* [What you will do]: Print the listing exactly.

* [Recorded information]:
★ ★ ★

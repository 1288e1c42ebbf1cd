//! Working-frame preparation and display-referred output images.

use datmo_core::{Error, Result, RgbPlanes};
use log::debug;

use crate::options::TonemapOptions;

/// Scene-referred linear RGB frame handed to a tone mapping job.
pub type HdrFrame = RgbPlanes;

/// Tone-mapped image holding display codes in `[0, 1]`.
#[derive(Debug, Clone, PartialEq)]
pub struct DisplayImage {
    planes: RgbPlanes,
}

impl DisplayImage {
    /// Wrap planes that already hold display codes.
    pub fn from_planes(planes: RgbPlanes) -> Self {
        Self { planes }
    }

    /// Image width in pixels.
    pub fn width(&self) -> u32 {
        self.planes.width
    }

    /// Image height in pixels.
    pub fn height(&self) -> u32 {
        self.planes.height
    }

    /// Code planes.
    pub fn planes(&self) -> &RgbPlanes {
        &self.planes
    }

    /// Unwrap into the code planes.
    pub fn into_planes(self) -> RgbPlanes {
        self.planes
    }

    /// Interleaved 8-bit RGBA with opaque alpha, for hosts that blit pixels.
    pub fn to_rgba8(&self) -> Vec<u8> {
        let quantize = |c: f32| (c.clamp(0.0, 1.0) * 255.0).round() as u8;
        let p = &self.planes;
        let mut out = Vec::with_capacity(p.len() * 4);
        for i in 0..p.len() {
            out.extend_from_slice(&[quantize(p.r[i]), quantize(p.g[i]), quantize(p.b[i]), 255]);
        }
        out
    }
}

/// Raise every channel to `1 / pregamma`. Negative samples become zero.
pub fn apply_pregamma(frame: &mut HdrFrame, pregamma: f64) -> Result<()> {
    if !pregamma.is_finite() || pregamma <= 0.0 {
        return Err(Error::InvalidParameter(format!(
            "pregamma must be positive, got {}",
            pregamma
        )));
    }
    let exponent = (1.0 / pregamma) as f32;
    for c in frame
        .r
        .iter_mut()
        .chain(frame.g.iter_mut())
        .chain(frame.b.iter_mut())
    {
        *c = c.max(0.0).powf(exponent);
    }
    Ok(())
}

/// Resample to `new_width` pixels wide, preserving the aspect ratio.
///
/// Uses bilinear interpolation.
pub fn resize_frame(frame: &HdrFrame, new_width: u32) -> Result<HdrFrame> {
    frame.validate()?;
    let new_height = ((frame.height as f64 * new_width as f64 / frame.width as f64).round()
        as u32)
        .max(1);
    let mut output = RgbPlanes::new(new_width, new_height)?;

    let x_ratio = frame.width as f32 / new_width as f32;
    let y_ratio = frame.height as f32 / new_height as f32;

    for y in 0..new_height {
        for x in 0..new_width {
            let src_x = x as f32 * x_ratio;
            let src_y = y as f32 * y_ratio;

            let x0 = (src_x.floor() as u32).min(frame.width - 1);
            let y0 = (src_y.floor() as u32).min(frame.height - 1);
            let x1 = (x0 + 1).min(frame.width - 1);
            let y1 = (y0 + 1).min(frame.height - 1);

            let fx = src_x - src_x.floor();
            let fy = src_y - src_y.floor();

            let i00 = (y0 * frame.width + x0) as usize;
            let i10 = (y0 * frame.width + x1) as usize;
            let i01 = (y1 * frame.width + x0) as usize;
            let i11 = (y1 * frame.width + x1) as usize;
            let o = (y * new_width + x) as usize;

            for (src, dst) in [
                (&frame.r, &mut output.r),
                (&frame.g, &mut output.g),
                (&frame.b, &mut output.b),
            ] {
                dst[o] = bilinear(src[i00], src[i10], src[i01], src[i11], fx, fy);
            }
        }
    }

    Ok(output)
}

#[inline]
fn bilinear(v00: f32, v10: f32, v01: f32, v11: f32, fx: f32, fy: f32) -> f32 {
    let top = v00 * (1.0 - fx) + v10 * fx;
    let bottom = v01 * (1.0 - fx) + v11 * fx;
    top * (1.0 - fy) + bottom * fy
}

/// Turn the caller's frame into the job's private working frame.
///
/// Pre-gamma is applied when it differs from 1, and the frame is resampled to
/// `options.xsize` when that differs from `original_width`.
pub fn prepare_working_frame(
    mut frame: HdrFrame,
    original_width: u32,
    options: &TonemapOptions,
) -> Result<HdrFrame> {
    frame.validate()?;

    if options.pregamma != 1.0 {
        apply_pregamma(&mut frame, options.pregamma)?;
    }

    match options.xsize {
        Some(xsize) if xsize != original_width => {
            let resized = resize_frame(&frame, xsize)?;
            debug!(
                "working frame resized {}x{} -> {}x{}",
                frame.width, frame.height, resized.width, resized.height
            );
            Ok(resized)
        }
        _ => Ok(frame),
    }
}

#[cfg(test)]
mod tests {
    use super::*;

    fn frame(width: u32, height: u32) -> HdrFrame {
        let n = (width * height) as usize;
        let ramp: Vec<f32> = (0..n).map(|i| i as f32).collect();
        RgbPlanes::from_planes(width, height, ramp.clone(), ramp.clone(), ramp).unwrap()
    }

    #[test]
    fn test_pregamma() {
        let mut f = RgbPlanes::from_planes(2, 1, vec![4.0, -1.0], vec![9.0, 1.0], vec![0.0, 16.0])
            .unwrap();
        apply_pregamma(&mut f, 2.0).unwrap();
        let expected = [2.0, 0.0, 3.0, 1.0, 0.0, 4.0];
        let got = f.r.iter().chain(&f.g).chain(&f.b);
        for (g, e) in got.zip(expected) {
            assert!((g - e).abs() < 1e-6, "{} vs {}", g, e);
        }

        assert!(apply_pregamma(&mut f, 0.0).is_err());
    }

    #[test]
    fn test_resize_preserves_aspect() {
        let out = resize_frame(&frame(40, 20), 10).unwrap();
        assert_eq!((out.width, out.height), (10, 5));
        assert_eq!(out.len(), 50);
        assert_eq!(out.r[0], 0.0);
    }

    #[test]
    fn test_resize_never_zero_height() {
        let out = resize_frame(&frame(100, 1), 3).unwrap();
        assert_eq!((out.width, out.height), (3, 1));
    }

    #[test]
    fn test_resize_constant_stays_constant() {
        let f = RgbPlanes::from_planes(7, 5, vec![3.0; 35], vec![1.0; 35], vec![2.0; 35]).unwrap();
        let out = resize_frame(&f, 13).unwrap();
        assert!(out.r.iter().all(|&v| (v - 3.0).abs() < 1e-6));
        assert!(out.b.iter().all(|&v| (v - 2.0).abs() < 1e-6));
    }

    #[test]
    fn test_prepare_skips_when_unchanged() {
        let f = frame(8, 4);
        let options = TonemapOptions {
            xsize: Some(8),
            ..Default::default()
        };
        let out = prepare_working_frame(f.clone(), 8, &options).unwrap();
        assert_eq!(out, f);
    }

    #[test]
    fn test_prepare_resizes_against_original_width() {
        let options = TonemapOptions {
            xsize: Some(4),
            ..Default::default()
        };
        let out = prepare_working_frame(frame(8, 4), 16, &options).unwrap();
        assert_eq!((out.width, out.height), (4, 2));
    }

    #[test]
    fn test_rgba8() {
        let planes =
            RgbPlanes::from_planes(2, 1, vec![0.0, 1.0], vec![0.5, 2.0], vec![-1.0, 1.0]).unwrap();
        let img = DisplayImage::from_planes(planes);
        assert_eq!(img.to_rgba8(), vec![0, 128, 0, 255, 255, 255, 255, 255]);
    }
}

★ ★ ★

* [Response area]:
repository 1288e1c42ebbf1cd
//! Working-frame preparation and display-referred output images.

use datmo_core::{Error, Result, RgbPlanes};
use log::debug;

use crate::options::TonemapOptions;

/// Scene-referred linear RGB frame handed to a tone mapping job.
pub type HdrFrame = RgbPlanes;

/// Tone-mapped image holding display codes in `[0, 1]`.
#[derive(Debug, Clone, PartialEq)]
pub struct DisplayImage {
    planes: RgbPlanes,
}

impl DisplayImage {
    /// Wrap planes that already hold display codes.
    pub fn from_planes(planes: RgbPlanes) -> Self {
        Self { planes }
    }

    /// Image width in pixels.
    pub fn width(&self) -> u32 {
        self.planes.width
    }

    /// Image height in pixels.
    pub fn height(&self) -> u32 {
        self.planes.height
    }

    /// Code planes.
    pub fn planes(&self) -> &RgbPlanes {
        &self.planes
    }

    /// Unwrap into the code planes.
    pub fn into_planes(self) -> RgbPlanes {
        self.planes
    }

    /// Interleaved 8-bit RGBA with opaque alpha, for hosts that blit pixels.
    pub fn to_rgba8(&self) -> Vec<u8> {
        let quantize = |c: f32| (c.clamp(0.0, 1.0) * 255.0).round() as u8;
        let p = &self.planes;
        let mut out = Vec::with_capacity(p.len() * 4);
        for i in 0..p.len() {
            out.extend_from_slice(&[quantize(p.r[i]), quantize(p.g[i]), quantize(p.b[i]), 255]);
        }
        out
    }
}

/// Raise every channel to `1 / pregamma`. Negative samples become zero.
pub fn apply_pregamma(frame: &mut HdrFrame, pregamma: f64) -> Result<()> {
    if !pregamma.is_finite() || pregamma <= 0.0 {
        return Err(Error::InvalidParameter(format!(
            "pregamma must be positive, got {}",
            pregamma
        )));
    }
    let exponent = (1.0 / pregamma) as f32;
    for c in frame
        .r
        .iter_mut()
        .chain(frame.g.iter_mut())
        .chain(frame.b.iter_mut())
    {
        *c = c.max(0.0).powf(exponent);
    }
    Ok(())
}

/// Resample to `new_width` pixels wide, preserving the aspect ratio.
///
/// Uses bilinear interpolation.
pub fn resize_frame(frame: &HdrFrame, new_width: u32) -> Result<HdrFrame> {
    frame.validate()?;
    let new_height = ((frame.height as f64 * new_width as f64 / frame.width as f64).round()
        as u32)
        .max(1);
    let mut output = RgbPlanes::new(new_width, new_height)?;

    let x_ratio = frame.width as f32 / new_width as f32;
    let y_ratio = frame.height as f32 / new_height as f32;

    for y in 0..new_height {
        for x in 0..new_width {
            let src_x = x as f32 * x_ratio;
            let src_y = y as f32 * y_ratio;

            let x0 = (src_x.floor() as u32).min(frame.width - 1);
            let y0 = (src_y.floor() as u32).min(frame.height - 1);
            let x1 = (x0 + 1).min(frame.width - 1);
            let y1 = (y0 + 1).min(frame.height - 1);

            let fx = src_x - src_x.floor();
            let fy = src_y - src_y.floor();

            let i00 = (y0 * frame.width + x0) as usize;
            let i10 = (y0 * frame.width + x1) as usize;
            let i01 = (y1 * frame.width + x0) as usize;
            let i11 = (y1 * frame.width + x1) as usize;
            let o = (y * new_width + x) as usize;

            for (src, dst) in [
                (&frame.r, &mut output.r),
                (&frame.g, &mut output.g),
                (&frame.b, &mut output.b),
            ] {
                dst[o] = bilinear(src[i00], src[i10], src[i01], src[i11], fx, fy);
            }
        }
    }

    Ok(output)
}

#[inline]
fn bilinear(v00: f32, v10: f32, v01: f32, v11: f32, fx: f32, fy: f32) -> f32 {
    let top = v00 * (1.0 - fx) + v10 * fx;
    let bottom = v01 * (1.0 - fx) + v11 * fx;
    top * (1.0 - fy) + bottom * fy
}

/// Turn the caller's frame into the job's private working frame.
///
/// Pre-gamma is applied when it differs from 1, and the frame is resampled to
/// `options.xsize` when that differs from `original_width`.
pub fn prepare_working_frame(
    mut frame: HdrFrame,
    original_width: u32,
    options: &TonemapOptions,
) -> Result<HdrFrame> {
    frame.validate()?;

    if options.pregamma != 1.0 {
        apply_pregamma(&mut frame, options.pregamma)?;
    }

    match options.xsize {
        Some(xsize) if xsize != original_width => {
            let resized = resize_frame(&frame, xsize)?;
            debug!(
                "working frame resized {}x{} -> {}x{}",
                frame.width, frame.height, resized.width, resized.height
            );
            Ok(resized)
        }
        _ => Ok(frame),
    }
}

#[cfg(test)]
mod tests {
    use super::*;

    fn frame(width: u32, height: u32) -> HdrFrame {
        let n = (width * height) as usize;
        let ramp: Vec<f32> = (0..n).map(|i| i as f32).collect();
        RgbPlanes::from_planes(width, height, ramp.clone(), ramp.clone(), ramp).unwrap()
    }

    #[test]
    fn test_pregamma() {
        let mut f = RgbPlanes::from_planes(2, 1, vec![4.0, -1.0], vec![9.0, 1.0], vec![0.0, 16.0])
            .unwrap();
        apply_pregamma(&mut f, 2.0).unwrap();
        let expected = [2.0, 0.0, 3.0, 1.0, 0.0, 4.0];
        let got = f.r.iter().chain(&f.g).chain(&f.b);
        for (g, e) in got.zip(expected) {
            assert!((g - e).abs() < 1e-6, "{} vs {}", g, e);
        }

        assert!(apply_pregamma(&mut f, 0.0).is_err());
    }

    #[test]
    fn test_resize_preserves_aspect() {
        let out = resize_frame(&frame(40, 20), 10).unwrap();
        assert_eq!((out.width, out.height), (10, 5));
        assert_eq!(out.len(), 50);
        assert_eq!(out.r[0], 0.0);
    }

    #[test]
    fn test_resize_never_zero_height() {
        let out = resize_frame(&frame(100, 1), 3).unwrap();
        assert_eq!((out.width, out.height), (3, 1));
    }

    #[test]
    fn test_resize_constant_stays_constant() {
        let f = RgbPlanes::from_planes(7, 5, vec![3.0; 35], vec![1.0; 35], vec![2.0; 35]).unwrap();
        let out = resize_frame(&f, 13).unwrap();
        assert!(out.r.iter().all(|&v| (v - 3.0).abs() < 1e-6));
        assert!(out.b.iter().all(|&v| (v - 2.0).abs() < 1e-6));
    }

    #[test]
    fn test_prepare_skips_when_unchanged() {
        let f = frame(8, 4);
        let options = TonemapOptions {
            xsize: Some(8),
            ..Default::default()
        };
        let out = prepare_working_frame(f.clone(), 8, &options).unwrap();
        assert_eq!(out, f);
    }

    #[test]
    fn test_prepare_resizes_against_original_width() {
        let options = TonemapOptions {
            xsize: Some(4),
            ..Default::default()
        };
        let out = prepare_working_frame(frame(8, 4), 16, &options).unwrap();
        assert_eq!((out.width, out.height), (4, 2));
    }

    #[test]
    fn test_rgba8() {
        let planes =
            RgbPlanes::from_planes(2, 1, vec![0.0, 1.0], vec![0.5, 2.0], vec![-1.0, 1.0]).unwrap();
        let img = DisplayImage::from_planes(planes);
        assert_eq!(img.to_rgba8(), vec![0, 128, 0, 255, 255, 255, 255, 255]);
    }
}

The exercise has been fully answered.